Uveal Melanoma
Melanoma is a type of cancer that arises from melanocytes; a cell specialized in the production of melanin. This is a pigment that protects our cell’s DNA from the deleterious effects of sun radiation; in the eye, melanin is thought to aid light absorption. The most frequent melanoma in the body occurs in the skin (i.e. cutaneous melanoma). In the eye, melanoma appears in the uvea – most commonly in the choroid, followed by the ciliary body and then the iris.
Uveal melanoma is a tumour that grows and can invade the surrounding tissues. It sometimes spreads using the blood vessels to reach distant places like the liver. Up to 50% of UM patients develop such metastases, most often in the liver. Unfortunately uveal melanoma metastases remain very difficult and often impossible to treat.
Melanoma of the eye can also occur on the outermost layer of the eye, the conjunctiva, which lines the front part of the eye and the eyelid. This type of melanoma is very rare, and is called conjunctival melanoma. Despite affecting the same organ, uveal melanoma and conjunctival melanomas are very different in their nature.
Treatment
General Approach
Treatments for uveal cancer most often are surgery, radiation therapy, or both. When planning treatment a clinician will take into consideration the following aspects:
- The size of the tumour and its location in the eye;
- How far it has grown or spread – the stage of the tumour;
- How much it is affecting sight;
- The pathology report when available;
- General health and fitness.
There are several concerns when treating uveal melanoma including the preservation of sight. As with many types of cancer, the earlier the diagnosis is made, the easier it is to cure or manage it.
If the tumour is large or already has stopped the patient from seeing, surgery may be needed to remove the eye. This surgery is called enucleation. Previously, treatment consisted only of this possibility. Nowadays, this has been superseded whenever possible by conservative eye-preserving therapies that include various forms of radiation therapy, laser treatment and local tumour resection.
Great concern must also be given to the prevention/treatment of spreading of the tumour to other parts of the body. A positive outcome with the initial treatment of the tumour is very important, however it does not mean the cancer has not spread. Uveal melanoma spreads through the blood vessels and there is no way of testing for this at the present time other than assessing risk with genetic examination of the primary (eye) tumour cells and checking for changes elsewhere in the body, namely the liver.
Managing Metastatic Uveal Melanoma
In a great number of patients with uveal melanoma, metastatic disease is not detected at diagnosis. Up to 50% of patients develop metastatic disease at any time from the initial UM diagnosis to several decades later.

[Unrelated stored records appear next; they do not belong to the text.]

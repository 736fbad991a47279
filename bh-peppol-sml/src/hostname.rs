// Copyright (C) 2020-2026  The Blockhouse Technology Limited (TBTL).
//
// This program is free software: you can redistribute it and/or modify it
// under the terms of the GNU Affero General Public License as published by
// the Free Software Foundation, either version 3 of the License, or (at your
// option) any later version.
//
// This program is distributed in the hope that it will be useful, but
// WITHOUT ANY WARRANTY; without even the implied warranty of MERCHANTABILITY
// or FITNESS FOR A PARTICULAR PURPOSE.  See the GNU Affero General Public
// License for more details.
//
// You should have received a copy of the GNU Affero General Public License
// along with this program.  If not, see <https://www.gnu.org/licenses/>.

use bh_peppol_id::{Identifier, IdentifierKind};
use bherror::traits::{ErrorContext as _, ForeignError as _};
use data_encoding::BASE32_NOPAD;
use openssl::hash::{hash, MessageDigest};

use crate::{Result, SmlError, SmlZone};

/// Prefix of the hashed participant value in the classic SML scheme.
pub const CLASSIC_HASH_PREFIX: &str = "B-";

/// Participant value used for wildcard registrations; it is never hashed.
pub const WILDCARD_VALUE: &str = "*";

/// Derives the DNS name of a participant in the classic SML scheme.
///
/// The name is `B-<hex(md5(value))>.<scheme>.<zone>` without the trailing dot, where the value is
/// normalized according to the case rule of its scheme and the scheme is lower-cased.  The wildcard
/// value `*` is used verbatim instead of the hash.
///
/// MD5 here is only a lookup key mandated by the deployed SML infrastructure.
pub fn classic_hostname(participant: &Identifier, zone: &SmlZone) -> Result<String> {
    ensure_participant(participant)?;

    let value = participant.normalized_value();
    let label = if value == WILDCARD_VALUE {
        WILDCARD_VALUE.to_owned()
    } else {
        let digest = hash(MessageDigest::md5(), value.as_bytes())
            .foreign_err(|| SmlError::Hashing)
            .ctx(|| "MD5")?;
        format!("{CLASSIC_HASH_PREFIX}{}", hex::encode(digest))
    };

    Ok(assemble(&label, participant.scheme(), zone))
}

/// Derives the DNS name of a participant in the BDXL scheme, used for `NAPTR` lookups.
///
/// The name is `<base32(sha256(value))>.<scheme>.<zone>` without the trailing dot, where the
/// base32 padding is stripped, the value is normalized according to the case rule of its scheme
/// and the scheme is lower-cased.
pub fn bdxl_hostname(participant: &Identifier, zone: &SmlZone) -> Result<String> {
    ensure_participant(participant)?;

    let digest = hash(
        MessageDigest::sha256(),
        participant.normalized_value().as_bytes(),
    )
    .foreign_err(|| SmlError::Hashing)
    .ctx(|| "SHA-256")?;

    Ok(assemble(
        &BASE32_NOPAD.encode(&digest),
        participant.scheme(),
        zone,
    ))
}

fn ensure_participant(identifier: &Identifier) -> Result<()> {
    if identifier.kind() != IdentifierKind::Participant {
        return Err(bherror::Error::root(SmlError::NotAParticipant(
            identifier.kind(),
        )));
    }
    Ok(())
}

fn assemble(label: &str, scheme: &str, zone: &SmlZone) -> String {
    let mut hostname = format!("{label}.{}.{}", scheme.to_lowercase(), zone.dns_zone());

    // exactly one
    if hostname.ends_with('.') {
        hostname.pop();
    }

    hostname
}
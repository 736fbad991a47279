// Copyright (C) 2020-2026  The Blockhouse Technology Limited (TBTL).
//
// This program is free software: you can redistribute it and/or modify it
// under the terms of the GNU Affero General Public License as published by
// the Free Software Foundation, either version 3 of the License, or (at your
// option) any later version.
//
// This program is distributed in the hope that it will be useful, but
// WITHOUT ANY WARRANTY; without even the implied warranty of MERCHANTABILITY
// or FITNESS FOR A PARTICULAR PURPOSE.  See the GNU Affero General Public
// License for more details.
//
// You should have received a copy of the GNU Affero General Public License
// along with this program.  If not, see <https://www.gnu.org/licenses/>.

#![deny(missing_docs)]
#![deny(rustdoc::broken_intra_doc_links)]

//! This crate checks X.509 certificates of Peppol access points and SMPs against a set of trusted
//! CA certificates.
//!
//! # Details
//!
//! A [`TrustedCaSet`] is a named, non-empty list of CA certificates, loaded either directly, from
//! a PEM bundle or from a PKCS#12 key store.  The [`TrustedCaChecker`] uses one such set to decide
//! whether a certificate is trusted, see [`TrustedCaChecker::check_certificate`].
//!
//! Revocation is checked through the [`RevocationChecker`] trait, to be implemented with OCSP or
//! CRL support by the application.  [`NoRevocationCheck`] disables the revocation check.  Results
//! are cached per serial number by the checker until the cache is cleared explicitly.
//!
//! # Examples
//!
//! ```no_run
//! # async fn run() {
//! use bh_peppol_trust::{TrustedCaChecker, TrustedCaSet};
//!
//! let bundle = std::fs::read("peppol-ap-cas.pem").expect("read CA bundle");
//! let ca_set = TrustedCaSet::from_pem_bundle("Peppol AP production", &bundle)
//!     .expect("valid CA bundle");
//!
//! let checker = TrustedCaChecker::without_revocation(ca_set);
//!
//! let certificate = std::fs::read("endpoint.pem").expect("read endpoint certificate");
//! let certificate =
//!     openssl::x509::X509::from_pem(&certificate).expect("valid endpoint certificate");
//!
//! assert!(checker.is_trusted(&certificate).await.expect("trust decision"));
//! # }
//! ```

mod ca_set;
mod checker;
mod error;
mod revocation;

#[cfg(any(feature = "test-utils", test))]
pub mod test_utils;

pub use ca_set::TrustedCaSet;
pub use checker::{CertificateCheckResult, TrustedCaChecker};
pub use error::{Result, TrustError};
pub use revocation::{NoRevocationCheck, RevocationChecker, RevocationStatus};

The liver may be the only metastatic site even though lung, bone and skin metastases can also form.
Surveillance/Follow up
Since there are controversial results about the different methods available for screening for the appearance of metastatic disease, patients should have an individual plan decided in collaboration with their clinicians.Patients should be informed about the benefits and limitations of a tumour biopsy at this point.

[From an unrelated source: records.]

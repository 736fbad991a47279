// Copyright (C) 2020-2026  The Blockhouse Technology Limited (TBTL).
//
// This program is free software: you can redistribute it and/or modify it
// under the terms of the GNU Affero General Public License as published by
// the Free Software Foundation, either version 3 of the License, or (at your
// option) any later version.
//
// This program is distributed in the hope that it will be useful, but
// WITHOUT ANY WARRANTY; without even the implied warranty of MERCHANTABILITY
// or FITNESS FOR A PARTICULAR PURPOSE.  See the GNU Affero General Public
// License for more details.
//
// You should have received a copy of the GNU Affero General Public License
// along with this program.  If not, see <https://www.gnu.org/licenses/>.

/// Error type returned by the crate API.
#[derive(strum_macros::Display, Debug, PartialEq, Clone)]
pub enum DiscoveryError {
    /// The SMP of the participant could not be located, or its URL could not be built.
    #[strum(to_string = "Unable to locate the SMP")]
    SmpLocation,

    /// The SMP could not be reached at the given URL: DNS or connection failure, timeout, or an
    /// unexpected HTTP status.
    #[strum(to_string = "SMP transport failure for {0}")]
    Transport(String),

    /// The SMP response does not conform to the SMP schema.
    #[strum(to_string = "Malformed SMP response: {0}")]
    MalformedResponse(String),

    /// The SMP redirected more than once.
    #[strum(to_string = "Too many SMP redirects")]
    TooManyRedirects,

    /// The signer certificate of the redirect target does not match the advertised certificate
    /// UID.
    #[strum(to_string = "Redirect target certificate does not match {0}")]
    RedirectCertificateMismatch(String),

    /// No endpoint matches the queried participant, document type, process and transport
    /// profile.
    #[strum(to_string = "Endpoint not found")]
    EndpointNotFound,

    /// The endpoint certificate is not accepted by the trusted CA checker.
    #[strum(to_string = "Untrusted endpoint certificate")]
    UntrustedEndpoint,

    /// The revocation status of the endpoint certificate could not be determined.
    #[strum(to_string = "Revocation check of the endpoint certificate is unavailable")]
    RevocationCheckUnavailable,
}

impl bherror::BhError for DiscoveryError {}

/// The [`bherror::Result`] type with the error type of [`DiscoveryError`], used throughout this
/// crate.
pub type Result<T> = bherror::Result<T, DiscoveryError>;

pub(crate) fn malformed(what: impl Into<String>) -> bherror::Error<DiscoveryError> {
    bherror::Error::root(DiscoveryError::MalformedResponse(what.into()))
}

If the tumour is removed from the eye (surgical treatment) or if the patient has a biopsy taken, additional information can be obtained from the tumour tissue to assert:
- The type of tumour cells present
- The cell cycle and division activity of the tumour cells
- The genetic profile of the tumour cells
The importance of a tumour biopsy is the identification of a high-risk group allowing for determination of liver scan frequencies. The gathering of all clinical information with the auxiliary diagnostic scans and furthermore the genetic profile of the tumour (obtained through the biopsy tissue) is crucial for overall risk assessment. Patients should also be offered the decision as to how much information they would like to receive. As the decision whether to find out if they are at high risk of cancer spreading can be very difficult.
Patients that are considered high risk with respect to developing secondary tumours in the liver should be offered a follow up with a clinical review, scans with liver-specific imaging by a non-ionizing modality and a consultant for follow-up support. Continued CT scans of the liver should not be performed and blood tests alone are inadequate.
There is currently discussion on whether clear evidence exists to demonstrate if surveillance after treatment for uveal melanoma metastases is useful. However, it seems reasonable to perform cross-sectional imaging soon after a surgical or non-surgical liver procedure (4-6 weeks) to assess treatment response. Moreover it is recommended by the UK national guidelines (NICE accredited) that the same imaging modality is used for assessment and follow up; contrast-enhanced MRI with DWI is currently thought to be the optimal choice.
About this information
This information was compiled from several sources and applies to uveal melanoma or metastatic uveal melanoma. It does not apply to conjunctival eye melanoma or skin melanoma.